No, I asked you to differentiate between the two precisely because such views are mistaken. While morality is abstractly presumed good, the fact that good is itself defined by each society means that it simply encompasses the principles of a community, be they righteous or destructive. Since a cohesive group naturally agrees with its own set of morals, being described as a moral person is always accompanied by a misleading positive connotation. In fact, morality goes both ways and being immoral stands only for disagreeing with the community, the value of your impact is irrelevant. I.e. according to the Oxford dictionary, moral, adjective -- concerned with or derived from the code of behaviour that is considered right or acceptable in a particular society -- a woman showing her face publicly in certain Muslim communities is rightfully considered immoral and moral men righteously have the duty to rape her.
Your example:
In most cases where two strangers have sex one is predatory, generally has gone out with the express intention of "picking up" someone. The other is "picked up", various lures and underhand tactics are used, chiefly lieing, misrepresentation and intoxication. If two people meet in a bar and end up in bed, this is the general patter, no matter where they are in the world.
Perfectly concedes the point I made in my previous post. In most cases social pressure towards planning only for long-term relationships leaves people inadequately equipped to asses their own Otherness. They project and subjectively accept any confirmation of their beliefs. At best, they allow themselves to be charmed because social mores leave them no other possibility of living with their choices.
On the other hand, if two academics were to meet at a conference, say, and fall into bed after one gave a particularly passionate and lucid paper on 14th Century poetic lyrics addressed to the Virgin Mary that might conform to the sort of experience you describe, but in my experience such encounters also include an element of infidelity which, even if admitted to beforehand, demonstrated moral degeneracy and a lack of emotional maturity.
Element of infidelity towards whom,
demonstrates moral degeneracy due to which axiological arbiter
and shows a lack emotional maturity because it signifies what?
How do you tell the difference, I can defend my principles based on a largely "secular" model which involves what New Athiests would call "atheist" ethics, but is really Deism, and Humanistic principles, but my actual moral compass is fundamentally Christian. So are my ethics religious, secular?
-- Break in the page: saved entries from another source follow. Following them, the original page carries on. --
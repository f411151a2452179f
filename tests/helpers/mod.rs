// Each test crate uses a different subset of these helpers
#![allow(dead_code)]

use axum::extract::{Path, State};
use axum::http::{header, Method, StatusCode, Uri};
use axum::response::{IntoResponse, Json, Response};
use axum::routing::get;
use axum::Router;
use memo_gallery::domain::{Memo, MemoFields};
use std::collections::BTreeMap;
use std::net::SocketAddr;
use std::sync::Arc;
use tokio::net::TcpListener;
use tokio::sync::Mutex;
use tokio::task::JoinHandle;

/// Known memos for gallery tests
pub mod test_memos {
    use super::*;

    pub const FERRIS: i64 = 1;
    pub const TOKIO: i64 = 2;
    pub const SERDE: i64 = 3;

    // For testing error cases
    pub const NONEXISTENT: i64 = 999;

    pub fn ferris() -> Memo {
        Memo {
            id: FERRIS,
            title: "Ferris".to_string(),
            description: "The unofficial mascot".to_string(),
            tags: "rust;crab".to_string(),
            image: "https://example.com/ferris.png".to_string(),
        }
    }

    pub fn tokio() -> Memo {
        Memo {
            id: TOKIO,
            title: "Tokio".to_string(),
            description: "An async runtime".to_string(),
            tags: "async;;runtime;".to_string(),
            image: "https://example.com/tokio.png".to_string(),
        }
    }

    pub fn serde() -> Memo {
        Memo {
            id: SERDE,
            title: "Serde".to_string(),
            description: "Serialization framework".to_string(),
            tags: String::new(),
            image: "https://example.com/serde.png".to_string(),
        }
    }

    pub fn all() -> Vec<Memo> {
        vec![ferris(), tokio(), serde()]
    }
}

/// A request as received by `StubServer`.
#[derive(Debug, Clone)]
pub struct RecordedRequest {
    pub method: Method,
    pub path: String,
    pub body: String,
}

#[derive(Default)]
struct StubState {
    memos: BTreeMap<i64, Memo>,
    // Answer every request with this instead of serving the collection
    canned: Option<(StatusCode, String)>,
    requests: Vec<RecordedRequest>,
}

impl StubState {
    fn record(&mut self, method: Method, uri: &Uri, body: String) {
        self.requests.push(RecordedRequest {
            method,
            path: uri.path().to_string(),
            body,
        });
    }

    fn canned(&self) -> Option<Response> {
        self.canned.clone().map(|(status, body)| {
            (status, [(header::CONTENT_TYPE, "application/json")], body).into_response()
        })
    }
}

type SharedState = Arc<Mutex<StubState>>;

/// Memo service on a local port, backed by an in-memory collection.
///
/// Serves `/memos/` and `/memos/:id` like the real service, so multi-request
/// flows can run against `HttpMemoClient`. Every request is recorded.
pub struct StubServer {
    pub addr: SocketAddr,
    state: SharedState,
    handle: JoinHandle<()>,
}

impl StubServer {
    /// Serve `memos` with create, read, update and delete.
    pub async fn serving(memos: Vec<Memo>) -> Self {
        let state = StubState {
            memos: memos.into_iter().map(|memo| (memo.id, memo)).collect(),
            ..Default::default()
        };
        Self::start(state).await
    }

    /// Answer every request with `status` and `body`.
    pub async fn respond(status: u16, body: &str) -> Self {
        let status = StatusCode::from_u16(status).expect("Invalid status code");
        let state = StubState {
            canned: Some((status, body.to_string())),
            ..Default::default()
        };
        Self::start(state).await
    }

    async fn start(state: StubState) -> Self {
        let state = Arc::new(Mutex::new(state));
        let app = Router::new()
            .route("/memos/", get(list_memos).post(create_memo))
            .route(
                "/memos/:id",
                get(get_memo).put(update_memo).delete(delete_memo),
            )
            .with_state(state.clone());

        let listener = TcpListener::bind("127.0.0.1:0")
            .await
            .expect("Failed to bind stub server");
        let addr = listener.local_addr().expect("Stub server has no address");
        let handle = tokio::spawn(async move {
            axum::serve(listener, app).await.expect("Stub server error");
        });

        Self {
            addr,
            state,
            handle,
        }
    }

    pub fn base_url(&self) -> String {
        format!("http://{}/memos/", self.addr)
    }

    /// Every request received so far, in arrival order.
    pub async fn requests(&self) -> Vec<RecordedRequest> {
        self.state.lock().await.requests.clone()
    }

    pub async fn memos(&self) -> Vec<Memo> {
        self.state.lock().await.memos.values().cloned().collect()
    }
}

impl Drop for StubServer {
    fn drop(&mut self) {
        self.handle.abort();
    }
}

// GET /memos/
async fn list_memos(State(state): State<SharedState>, method: Method, uri: Uri) -> Response {
    let mut stub = state.lock().await;
    stub.record(method, &uri, String::new());
    if let Some(canned) = stub.canned() {
        return canned;
    }
    Json(stub.memos.values().cloned().collect::<Vec<_>>()).into_response()
}

// POST /memos/
async fn create_memo(
    State(state): State<SharedState>,
    method: Method,
    uri: Uri,
    body: String,
) -> Response {
    let mut stub = state.lock().await;
    stub.record(method, &uri, body.clone());
    if let Some(canned) = stub.canned() {
        return canned;
    }
    let fields: MemoFields = match serde_json::from_str(&body) {
        Ok(fields) => fields,
        Err(_) => return StatusCode::UNPROCESSABLE_ENTITY.into_response(),
    };
    let id = stub.memos.keys().max().copied().unwrap_or(0) + 1;
    let memo = Memo::with_fields(id, fields);
    stub.memos.insert(id, memo.clone());
    Json(memo).into_response()
}

// GET /memos/:id
async fn get_memo(
    State(state): State<SharedState>,
    Path(id): Path<i64>,
    method: Method,
    uri: Uri,
) -> Response {
    let mut stub = state.lock().await;
    stub.record(method, &uri, String::new());
    if let Some(canned) = stub.canned() {
        return canned;
    }
    match stub.memos.get(&id) {
        Some(memo) => Json(memo.clone()).into_response(),
        None => not_found(),
    }
}

// PUT /memos/:id
async fn update_memo(
    State(state): State<SharedState>,
    Path(id): Path<i64>,
    method: Method,
    uri: Uri,
    body: String,
) -> Response {
    let mut stub = state.lock().await;
    stub.record(method, &uri, body.clone());
    if let Some(canned) = stub.canned() {
        return canned;
    }
    let fields: MemoFields = match serde_json::from_str(&body) {
        Ok(fields) => fields,
        Err(_) => return StatusCode::UNPROCESSABLE_ENTITY.into_response(),
    };
    match stub.memos.get_mut(&id) {
        Some(slot) => {
            *slot = Memo::with_fields(id, fields);
            Json(slot.clone()).into_response()
        }
        None => not_found(),
    }
}

// DELETE /memos/:id
async fn delete_memo(
    State(state): State<SharedState>,
    Path(id): Path<i64>,
    method: Method,
    uri: Uri,
) -> Response {
    let mut stub = state.lock().await;
    stub.record(method, &uri, String::new());
    if let Some(canned) = stub.canned() {
        return canned;
    }
    match stub.memos.remove(&id) {
        Some(memo) => Json(memo).into_response(),
        None => not_found(),
    }
}

fn not_found() -> Response {
    (
        StatusCode::NOT_FOUND,
        Json(serde_json::json!({ "error": "Not Found" })),
    )
        .into_response()
}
First of all, TA is correct. Second of all, you are missing the point. The only goal is for you to be able to defend your Christian principles based solely on secular arguments. You may believe what you will, but none of your arguments can exist because “God says so”. Thus, we limit the values you can advance as part of a social agenda strictly to the ones which do not clash with our secular world-view. This thread is case in point, you were unable to allow yourself to justify an argument from a religious vantage point and your only footing amongst us in defining life and its privileges is the secular declaration of Human Rights.